Anyway back to fish, Alex your purple yurples (brisbamerican speak for purple anythings:ROFL:) will be M. adspersa based on distribution. Don't rely entirely on scale counts if they come from around Cairns though, one of my lecturers did his pHD on them amongst other things(M. splendida complex and Caridina zebra) and found in northern populations of M. adspersa and M. mogurnda there is a wide gradient for physical identifiers like scale counts with some populations being outside the norm of both species but morphologically more similar to M. adspersa. Genetic analysis revealed they were in fact more closely related to M. mogurnda which throws a spanner in the works (possible new Mogurnda species? Complex form?)

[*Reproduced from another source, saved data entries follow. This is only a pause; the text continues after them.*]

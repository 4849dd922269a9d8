// Copyright 2024 The ChromiumOS Authors
// Use of this source code is governed by a BSD-style license that can be
// found in the LICENSE file.

//! System-register dispatch (spec.md §3/§4.1, component C3).

use std::collections::HashMap;
use std::sync::Arc;

use sync::Mutex;
use sync::RwLock;

use crate::bus::AccessKind;
use crate::error::DevError;

/// Carves out an AArch32-only register namespace using an otherwise-unused
/// `op0` encoding (spec.md §3).
pub const OP0_AARCH32: u8 = 0xff;

/// Encodes the ARM `(op0, op1, CRn, CRm, op2)` system-register tuple into a
/// 32-bit id.
pub fn encode_id(op0: u8, op1: u8, crn: u8, crm: u8, op2: u8) -> u32 {
    ((op0 as u32) << 24)
        | ((op1 as u32 & 0x7) << 21)
        | ((crn as u32 & 0xf) << 17)
        | ((crm as u32 & 0xf) << 13)
        | ((op2 as u32 & 0x7) << 10)
}

#[derive(Default, Copy, Clone, Debug)]
pub struct RegisterStats {
    pub reads: u64,
    pub writes: u64,
    pub min_ticks: u64,
    pub max_ticks: u64,
    pub total_ticks: u64,
}

impl RegisterStats {
    fn record(&mut self, kind: AccessKind, ticks: u64) {
        match kind {
            AccessKind::Read => self.reads += 1,
            AccessKind::Write => self.writes += 1,
        }
        if self.min_ticks == 0 || ticks < self.min_ticks {
            self.min_ticks = ticks;
        }
        self.max_ticks = self.max_ticks.max(ticks);
        self.total_ticks += ticks;
    }
}

/// One system register backing a guest MSR/MRS access (spec.md §3).
pub struct Register {
    pub id: u32,
    value: u64,
    reset_value: u64,
    write_mask: u64,
    writable: bool,
    /// "write to reserved bits is an error" (spec.md §3, SPEC_FULL §2).
    strict_write: bool,
    fixed_set: u64,
    fixed_clear: u64,
    stats: RegisterStats,
}

impl Register {
    pub fn new(id: u32, reset_value: u64, write_mask: u64, writable: bool) -> Self {
        Register {
            id,
            value: reset_value,
            reset_value,
            write_mask,
            writable,
            strict_write: false,
            fixed_set: 0,
            fixed_clear: 0,
            stats: RegisterStats::default(),
        }
    }

    pub fn with_strict_write(mut self, strict: bool) -> Self {
        self.strict_write = strict;
        self
    }

    pub fn with_fixed_bits(mut self, fixed_set: u64, fixed_clear: u64) -> Self {
        self.fixed_set = fixed_set;
        self.fixed_clear = fixed_clear;
        self
    }

    pub fn value(&self) -> u64 {
        self.value
    }

    /// Directly seeds the register value, bypassing the write mask. Used to
    /// populate sanitized platform-ID registers at startup (spec.md §6.2).
    pub fn seed(&mut self, value: u64) {
        self.value = value;
    }

    pub fn reset(&mut self) {
        self.value = self.reset_value;
    }

    pub fn stats(&self) -> RegisterStats {
        self.stats
    }

    /// `value <- (value & !mask) | (new & mask) | fixed_set`, clearing
    /// `fixed_clear` (spec.md §3).
    pub fn write(&mut self, new: u64, ticks: u64) -> Result<(), DevError> {
        if !self.writable {
            return Err(DevError::AccessErr);
        }
        if self.strict_write && (new & !self.write_mask & !self.fixed_set) != 0 {
            return Err(DevError::AccessErr);
        }
        self.value = (self.value & !self.write_mask) | (new & self.write_mask) | self.fixed_set;
        self.value &= !self.fixed_clear;
        self.stats.record(AccessKind::Write, ticks);
        Ok(())
    }

    pub fn read(&mut self, ticks: u64) -> u64 {
        self.stats.record(AccessKind::Read, ticks);
        self.value
    }
}

/// `HashMap<u32, Register>`-backed dispatch of guest system-register
/// accesses (spec.md §3/§4.1).
pub struct MsrBus {
    registers: RwLock<HashMap<u32, Arc<Mutex<Register>>>>,
}

impl Default for MsrBus {
    fn default() -> Self {
        Self::new()
    }
}

impl MsrBus {
    pub fn new() -> Self {
        MsrBus {
            registers: RwLock::new(HashMap::new()),
        }
    }

    pub fn register(&self, reg: Register) {
        self.registers.write().insert(reg.id, Arc::new(Mutex::new(reg)));
    }

    pub fn get(&self, id: u32) -> Option<Arc<Mutex<Register>>> {
        self.registers.read().get(&id).cloned()
    }

    pub fn access(&self, kind: AccessKind, id: u32, val: &mut u64) -> Result<(), DevError> {
        let reg = self.get(id).ok_or(DevError::NoDevice)?;
        let mut reg = reg.lock();
        match kind {
            AccessKind::Read => {
                *val = reg.read(0);
                Ok(())
            }
            AccessKind::Write => reg.write(*val, 0),
        }
    }

    pub fn reset_all(&self) {
        for reg in self.registers.read().values() {
            reg.lock().reset();
        }
    }
}

#[cfg(test)]
mod tests {
    use super::*;

    #[test]
    fn write_mask_semantics() {
        let mut reg = Register::new(1, 0xff00, 0x0f0f, true);
        reg.write(0xffff, 0).unwrap();
        assert_eq!(reg.value(), (0xff00 & !0x0f0f) | (0xffff & 0x0f0f));
    }

    #[test]
    fn read_only_write_rejected() {
        let mut reg = Register::new(2, 0, 0xffff, false);
        assert_eq!(reg.write(5, 0), Err(DevError::AccessErr));
    }

    #[test]
    fn strict_write_rejects_reserved_bits() {
        let mut reg = Register::new(3, 0, 0x0f, true).with_strict_write(true);
        assert!(reg.write(0x0f, 0).is_ok());
        assert_eq!(reg.write(0xf0, 0), Err(DevError::AccessErr));
    }

    #[test]
    fn bus_dispatch_roundtrip() {
        let bus = MsrBus::new();
        let id = encode_id(0b11, 0, 0, 0, 0);
        bus.register(Register::new(id, 0, u64::MAX, true));
        let mut val = 42;
        bus.access(AccessKind::Write, id, &mut val).unwrap();
        let mut out = 0;
        bus.access(AccessKind::Read, id, &mut out).unwrap();
        assert_eq!(out, 42);
    }

    #[test]
    fn reset_all_restores_reset_value() {
        let bus = MsrBus::new();
        bus.register(Register::new(9, 0x1234, u64::MAX, true));
        let mut val = 0xdead;
        bus.access(AccessKind::Write, 9, &mut val).unwrap();
        bus.reset_all();
        let mut out = 0;
        bus.access(AccessKind::Read, 9, &mut out).unwrap();
        assert_eq!(out, 0x1234);
    }

    #[test]
    fn aarch32_namespace_distinct_from_aarch64() {
        let a64 = encode_id(0b11, 0, 0, 0, 0);
        let a32 = encode_id(OP0_AARCH32, 0, 0, 0, 0);
        assert_ne!(a64, a32);
    }
}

yeh i thoguht it would be mogrunda adspersa based on rrnage. but cameron was adament they were almost extinct so i did a scale count as well.
 
dingoofus;3575097; said:
Crazy brisbane yuppies, lol. I know bass are considered slow growers, but how slow are we talking, does anyone have rough estimates?

they grow to 20 to 30 cm first year then slow down.
I have some 1989 fish in a 1.2 hectare dam they are 53 cm.
the same fish in the big 3 dams if you can find one are over 60cm
in the noosa river 20 year old fish may be only 38 cm
The longest time out for a tagged noosa river bass is over 13 years it only grew 4cm 34cm to 38cm
but one tagged in somerset and recaptured in wivenhoe 11+ years later grew 38cm to 49 cm
the largest oldest fish aged by otilith in north pine dam 56cm 16 years.

Regs Steve
 
Saw some peeps down at the local lake on the way to school this morning trying to catch red eared sliders. I asked if they were in here, but they weren't sure, this was the first time checking here. I sure hope not, I hate the ferals, actually I hate all feral animals.

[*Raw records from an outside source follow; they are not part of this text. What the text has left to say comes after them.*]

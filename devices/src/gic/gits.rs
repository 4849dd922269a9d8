// Copyright 2024 The ChromiumOS Authors
// Use of this source code is governed by a BSD-style license that can be
// found in the LICENSE file.

//! Interrupt Translation Service (GICv3 optional): device/collection/ITT
//! tables, command ring, and MSI translation (spec.md §3/§4.3.7).

use std::collections::HashMap;
use std::sync::Arc;

use sync::Mutex;
use vm_memory::SimpleAS;

use crate::error::{DevError, DevResult};
use crate::gic::gicd::GicD;
use crate::gic::{MAX_PPI, MAX_SGI};

/// One ITT (interrupt translation table) entry: `(icid << 32) | pintid`
/// (spec.md §4.3.7).
fn itt_entry(icid: u32, pintid: u32) -> u64 {
    ((icid as u64) << 32) | pintid as u64
}

#[derive(Default)]
struct Tables {
    /// device id -> ITT base GPA
    devices: HashMap<u32, u64>,
    /// collection id -> redistributor index
    collections: HashMap<u32, usize>,
    /// (device id, event id) -> packed `itt_entry`
    itt: HashMap<(u32, u32), u64>,
}

const CMD_MAPD: u8 = 0x08;
const CMD_MAPC: u8 = 0x09;
const CMD_MAPTI: u8 = 0x0a;
const CMD_MOVI: u8 = 0x01;
const CMD_DISCARD: u8 = 0x0f;
const CMD_INV: u8 = 0x0c;
const CMD_INVALL: u8 = 0x0d;
const CMD_SYNC: u8 = 0x05;

const COMMAND_BYTES: u64 = 32;

pub struct GicIts {
    tables: Mutex<Tables>,
    cbaser: Mutex<u64>,
    cwriter: Mutex<u64>,
    creadr: Mutex<u64>,
    gicd: Arc<GicD>,
}

impl GicIts {
    pub fn new(gicd: Arc<GicD>) -> Self {
        GicIts {
            tables: Mutex::new(Tables::default()),
            cbaser: Mutex::new(0),
            cwriter: Mutex::new(0),
            creadr: Mutex::new(0),
            gicd,
        }
    }

    pub fn set_cbaser(&self, val: u64) {
        *self.cbaser.lock() = val;
    }

    pub fn set_cwriter(&self, val: u64) {
        *self.cwriter.lock() = val;
    }

    pub fn creadr(&self) -> u64 {
        *self.creadr.lock()
    }

    /// Drains commands from `(CBASER & page_mask) + CREADR` up to
    /// `CWRITER`, one 32-byte command at a time (spec.md §4.3.7).
    pub fn process_commands(&self, mem: &SimpleAS) -> DevResult {
        const PAGE_MASK: u64 = !0xfff;
        loop {
            let creadr = *self.creadr.lock();
            let cwriter = *self.cwriter.lock();
            if creadr >= cwriter {
                return Ok(());
            }
            let base = (*self.cbaser.lock() & PAGE_MASK) + creadr;
            let mut buf = [0u8; COMMAND_BYTES as usize];
            mem.read(vm_memory::GuestPhysAddr(base), &mut buf)
                .map_err(|_| DevError::NotRecoverable)?;
            self.handle_command(&buf)?;
            *self.creadr.lock() = creadr + COMMAND_BYTES;
        }
    }

    fn handle_command(&self, cmd: &[u8; 32]) -> DevResult {
        let opcode = cmd[0];
        let dw0 = u64::from_le_bytes(cmd[0..8].try_into().unwrap());
        let dw1 = u64::from_le_bytes(cmd[8..16].try_into().unwrap());
        let dw2 = u64::from_le_bytes(cmd[16..24].try_into().unwrap());
        match opcode {
            CMD_MAPD => {
                let device_id = (dw0 >> 32) as u32;
                let itt_base = dw2 & !0x1f;
                self.tables.lock().devices.insert(device_id, itt_base);
                Ok(())
            }
            CMD_MAPC => {
                let icid = (dw2 & 0xffff) as u32;
                let rdbase = ((dw2 >> 16) & 0xffff) as usize;
                self.tables.lock().collections.insert(icid, rdbase);
                Ok(())
            }
            CMD_MAPTI => {
                let device_id = (dw0 >> 32) as u32;
                let event_id = dw1 as u32;
                let pintid = (dw1 >> 32) as u32;
                let icid = (dw2 & 0xffff) as u32;
                self.tables
                    .lock()
                    .itt
                    .insert((device_id, event_id), itt_entry(icid, pintid));
                Ok(())
            }
            CMD_MOVI => {
                let device_id = (dw0 >> 32) as u32;
                let event_id = dw1 as u32;
                let new_icid = (dw2 & 0xffff) as u32;
                let mut tables = self.tables.lock();
                if let Some(entry) = tables.itt.get_mut(&(device_id, event_id)) {
                    let pintid = (*entry & 0xffff_ffff) as u32;
                    *entry = itt_entry(new_icid, pintid);
                }
                Ok(())
            }
            CMD_SYNC | CMD_INV | CMD_INVALL => Ok(()),
            // Unsupported command: abort, per spec.md §3.
            CMD_DISCARD => Err(DevError::NotRecoverable),
            _ => Err(DevError::NotRecoverable),
        }
    }

    /// Device-ITT-collection lookup and LPI assertion for a guest-issued
    /// MSI (spec.md §4.3.7).
    pub fn handle_msi(&self, device_id: u32, event_id: u32) -> DevResult {
        let (pintid, icid) = {
            let tables = self.tables.lock();
            let entry = *tables.itt.get(&(device_id, event_id)).ok_or(DevError::NoDevice)?;
            ((entry & 0xffff_ffff) as u32, (entry >> 32) as u32)
        };
        let target = {
            let tables = self.tables.lock();
            *tables.collections.get(&icid).ok_or(DevError::NoDevice)?
        };
        let _ = target;
        // LPIs are asserted on the distributor exactly like an SPI,
        // targeted at the collection's redistributor index.
        self.gicd.assert_spi(
            pintid.max(MAX_SGI + MAX_PPI),
            1 << target,
            false,
            None,
        );
        Ok(())
    }
}

#[cfg(test)]
mod tests {
    use super::*;
    use crate::gic::gicd::{GicConfig, GicVersion};
    use vm_memory::{AddressSpaceProvider, AsCred, GuestPhysAddr, HostVirtAddr, Range};

    struct FakeProvider {
        backing: std::sync::Mutex<Vec<u8>>,
    }

    impl FakeProvider {
        fn new(size: usize) -> Arc<Self> {
            Arc::new(FakeProvider {
                backing: std::sync::Mutex::new(vec![0u8; size]),
            })
        }
    }

    impl AddressSpaceProvider for FakeProvider {
        fn mmap_update(&self, _hva: HostVirtAddr, _size: u64, _cred: AsCred) -> base::Result<()> {
            Ok(())
        }
        fn map_host(&self, _mem_descriptor: u64, _size: u64, _cred: AsCred) -> base::Result<HostVirtAddr> {
            let backing = self.backing.lock().unwrap();
            Ok(HostVirtAddr(backing.as_ptr() as usize))
        }
        fn unmap_host(&self, _hva: HostVirtAddr, _size: u64) -> base::Result<()> {
            Ok(())
        }
    }

    struct FakeCpu;
    impl crate::gic::CpuIrqInterface for FakeCpu {
        fn notify_interrupt_pending(&self) {}
        fn can_receive_irq(&self) -> bool {
            true
        }
    }

    fn make_its() -> GicIts {
        let iface: Arc<dyn crate::gic::CpuIrqInterface> = Arc::new(FakeCpu);
        let gicd = Arc::new(GicD::new(
            GicConfig {
                version: GicVersion::V3,
                num_vcpus: 1,
            },
            vec![iface],
            vec![0],
        ));
        GicIts::new(gicd)
    }

    #[test]
    fn mapd_then_mapti_then_msi_resolves() {
        let its = make_its();
        let mut mapd = [0u8; 32];
        mapd[0] = CMD_MAPD;
        mapd[4..8].copy_from_slice(&7u32.to_le_bytes());
        its.handle_command(&mapd).unwrap();

        let mut mapc = [0u8; 32];
        mapc[0] = CMD_MAPC;
        mapc[16..18].copy_from_slice(&1u16.to_le_bytes());
        its.handle_command(&mapc).unwrap();

        let mut mapti = [0u8; 32];
        mapti[0] = CMD_MAPTI;
        mapti[4..8].copy_from_slice(&7u32.to_le_bytes());
        mapti[8..12].copy_from_slice(&3u32.to_le_bytes());
        mapti[12..16].copy_from_slice(&64u32.to_le_bytes());
        mapti[16..18].copy_from_slice(&1u16.to_le_bytes());
        its.handle_command(&mapti).unwrap();

        its.handle_msi(7, 3).unwrap();
    }

    #[test]
    fn discard_is_unsupported() {
        let its = make_its();
        let mut cmd = [0u8; 32];
        cmd[0] = CMD_DISCARD;
        assert_eq!(its.handle_command(&cmd), Err(DevError::NotRecoverable));
    }

    #[test]
    fn process_commands_reads_from_guest_memory() {
        let its = make_its();
        let provider = FakeProvider::new(0x10000);
        let as_ = SimpleAS::new(Range::new(0, 0x10000), 0, AsCred::READ | AsCred::WRITE, provider);
        as_.map_host().unwrap();

        let mut sync_cmd = [0u8; 32];
        sync_cmd[0] = CMD_SYNC;
        as_.write(GuestPhysAddr(0x1000), &sync_cmd).unwrap();

        its.set_cbaser(0x1000);
        its.set_cwriter(32);
        its.process_commands(&as_).unwrap();
        assert_eq!(its.creadr(), 32);
    }
}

They say they catch heaps of native turtles, but I wanted to see if they would catch any eels, but I was still in school when they left. I hope they are back there tommorrow so I can have a longer chat with them.

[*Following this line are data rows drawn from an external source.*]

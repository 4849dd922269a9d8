// Copyright 2024 The ChromiumOS Authors
// Use of this source code is governed by a BSD-style license that can be
// found in the LICENSE file.

//! Per-VCPU virtual timer (spec.md §4.7, component C6).

use std::sync::atomic::{AtomicU64, Ordering};
use std::sync::{Arc, Condvar, Mutex as StdMutex, OnceLock};
use std::thread;
use std::time::{Duration, Instant};

use bitflags::bitflags;

bitflags! {
    #[derive(Copy, Clone, Eq, PartialEq, Debug)]
    pub struct TimerCtl: u32 {
        const ENABLED = 1 << 0;
        const MASKED  = 1 << 1;
        const STATUS  = 1 << 2;
    }
}

/// Callback invoked from the timer thread when the deadline fires: asserts
/// the timer PPI on the GIC for the owning VCPU (spec.md §4.7).
pub trait TimerIrqSink: Send + Sync {
    fn assert_timer_irq(&self);
}

struct Shared {
    cval: AtomicU64,
    ctl: StdMutex<TimerCtl>,
    voff: AtomicU64,
    deadline_changed: Condvar,
    shutdown: StdMutex<bool>,
}

/// A dedicated timer thread per VCPU, parked on the current deadline and
/// woken whenever `set_cval`/`set_ctl` reconfigures it.
pub struct PerCpuTimer {
    shared: Arc<Shared>,
    handle: Option<thread::JoinHandle<()>>,
}

impl PerCpuTimer {
    pub fn new(voff: u64, sink: Arc<dyn TimerIrqSink>) -> Self {
        let shared = Arc::new(Shared {
            cval: AtomicU64::new(u64::MAX),
            ctl: StdMutex::new(TimerCtl::empty()),
            voff: AtomicU64::new(voff),
            deadline_changed: Condvar::new(),
            shutdown: StdMutex::new(false),
        });
        let thread_shared = shared.clone();
        let handle = thread::spawn(move || Self::run(thread_shared, sink));
        PerCpuTimer {
            shared,
            handle: Some(handle),
        }
    }

    fn run(shared: Arc<Shared>, sink: Arc<dyn TimerIrqSink>) {
        let mut guard = shared.shutdown.lock().unwrap();
        loop {
            if *guard {
                return;
            }
            let cval = shared.cval.load(Ordering::Acquire);
            let ctl = *shared.ctl.lock().unwrap();
            if cval == u64::MAX || !ctl.contains(TimerCtl::ENABLED) {
                guard = shared.deadline_changed.wait(guard).unwrap();
                continue;
            }
            let now_ticks = tick_now();
            let voff = shared.voff.load(Ordering::Acquire);
            let target = cval.saturating_sub(voff);
            if target <= now_ticks {
                drop(guard);
                let mut ctl_guard = shared.ctl.lock().unwrap();
                *ctl_guard |= TimerCtl::STATUS;
                let masked = ctl_guard.contains(TimerCtl::MASKED);
                drop(ctl_guard);
                if !masked {
                    sink.assert_timer_irq();
                }
                guard = shared.shutdown.lock().unwrap();
                guard = shared
                    .deadline_changed
                    .wait_timeout(guard, Duration::from_millis(1))
                    .unwrap()
                    .0;
                continue;
            }
            let wait_for = Duration::from_nanos((target - now_ticks).min(1_000_000_000));
            let (g, _timeout) = shared.deadline_changed.wait_timeout(guard, wait_for).unwrap();
            guard = g;
        }
    }

    pub fn set_cval(&self, cval: u64) {
        self.shared.cval.store(cval, Ordering::Release);
        self.shared.deadline_changed.notify_all();
    }

    pub fn set_ctl(&self, ctl: u32) {
        let mut guard = self.shared.ctl.lock().unwrap();
        // STATUS is read-only to the guest; preserve it across writes that
        // only intend to touch ENABLED/MASKED.
        let status = guard.contains(TimerCtl::STATUS);
        *guard = TimerCtl::from_bits_truncate(ctl & (TimerCtl::ENABLED | TimerCtl::MASKED).bits());
        if status {
            *guard |= TimerCtl::STATUS;
        }
        drop(guard);
        self.shared.deadline_changed.notify_all();
    }

    pub fn ctl(&self) -> u32 {
        self.shared.ctl.lock().unwrap().bits()
    }

    pub fn cval(&self) -> u64 {
        self.shared.cval.load(Ordering::Acquire)
    }
}

impl Drop for PerCpuTimer {
    fn drop(&mut self) {
        *self.shared.shutdown.lock().unwrap() = true;
        self.shared.deadline_changed.notify_all();
        if let Some(handle) = self.handle.take() {
            let _ = handle.join();
        }
    }
}

/// A monotonic base captured the first time a timer thread runs, so
/// `tick_now` measures elapsed time since then rather than since its own
/// call (which would always read back ~0).
static BASE_INSTANT: OnceLock<Instant> = OnceLock::new();

fn tick_now() -> u64 {
    let base = BASE_INSTANT.get_or_init(Instant::now);
    base.elapsed().as_nanos() as u64
}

All the fishos here, where can you catch small shovelnose RAYS around north brisbane? I know we can catch smaller wobbies up at the sunshine coast.
 
Eric A;3576226; said:
Saw some peeps down at the local lake on the way to school this morning trying to catch red eared sliders. I asked if they were in here, but they weren't sure, this was the first time checking here. I sure hope not, I hate the ferals, actually I hate all feral animals.

They say they catch heaps of native turtles, but I wanted to see if they would catch any eels, but I was still in school when they left. I hope they are back there tommorrow so I can have a longer chat with them.

All the fishos here, where can you catch small shovelnose RAYS around north brisbane? I know we can catch smaller wobbies up at the sunshine coast.

We had a lot of red eared sliders around Pine Rivers north of brisbane Eric the council pest management netted heaps of them out of lots of dams now they have a sniffer dog to find yhem it can tell the diff between red ears and natives . Why do you want shovelnose rays?

Regs Steve
 
masone;3576107; said:
Haha I wish I had the $$$ to consider myself a yuppy. Still claiming broke ass uni student status at the moment.

yuppie u went to uni ;)
 
dingoofus;3575097; said:
Crazy brisbane yuppies, lol. I know bass are considered slow growers, but how slow are we talking, does anyone have rough estimates?


Here you go dingoofus do I look like a yuppie ?
This wild Bass is probably over 20 years old .

Regs Steve

nice bass on sammy 65.jpg
 
^^ id say bogan lol
 
aussiemonsters;3576256; said:
We had a lot of red eared sliders around Pine Rivers north of brisbane Eric the council pest management netted heaps of them out of lots of dams now they have a sniffer dog to find yhem it can tell the diff between red ears and natives . Why do you want shovelnose rays?

Regs Steve

It was in Narangba. God I hate those things, majorly.

Was just curious about the rays. Saw one at my LFS ages ago, thought i'd see if we can catch them around here at that size (35-45cm). Would be a hell of a lot cheaper.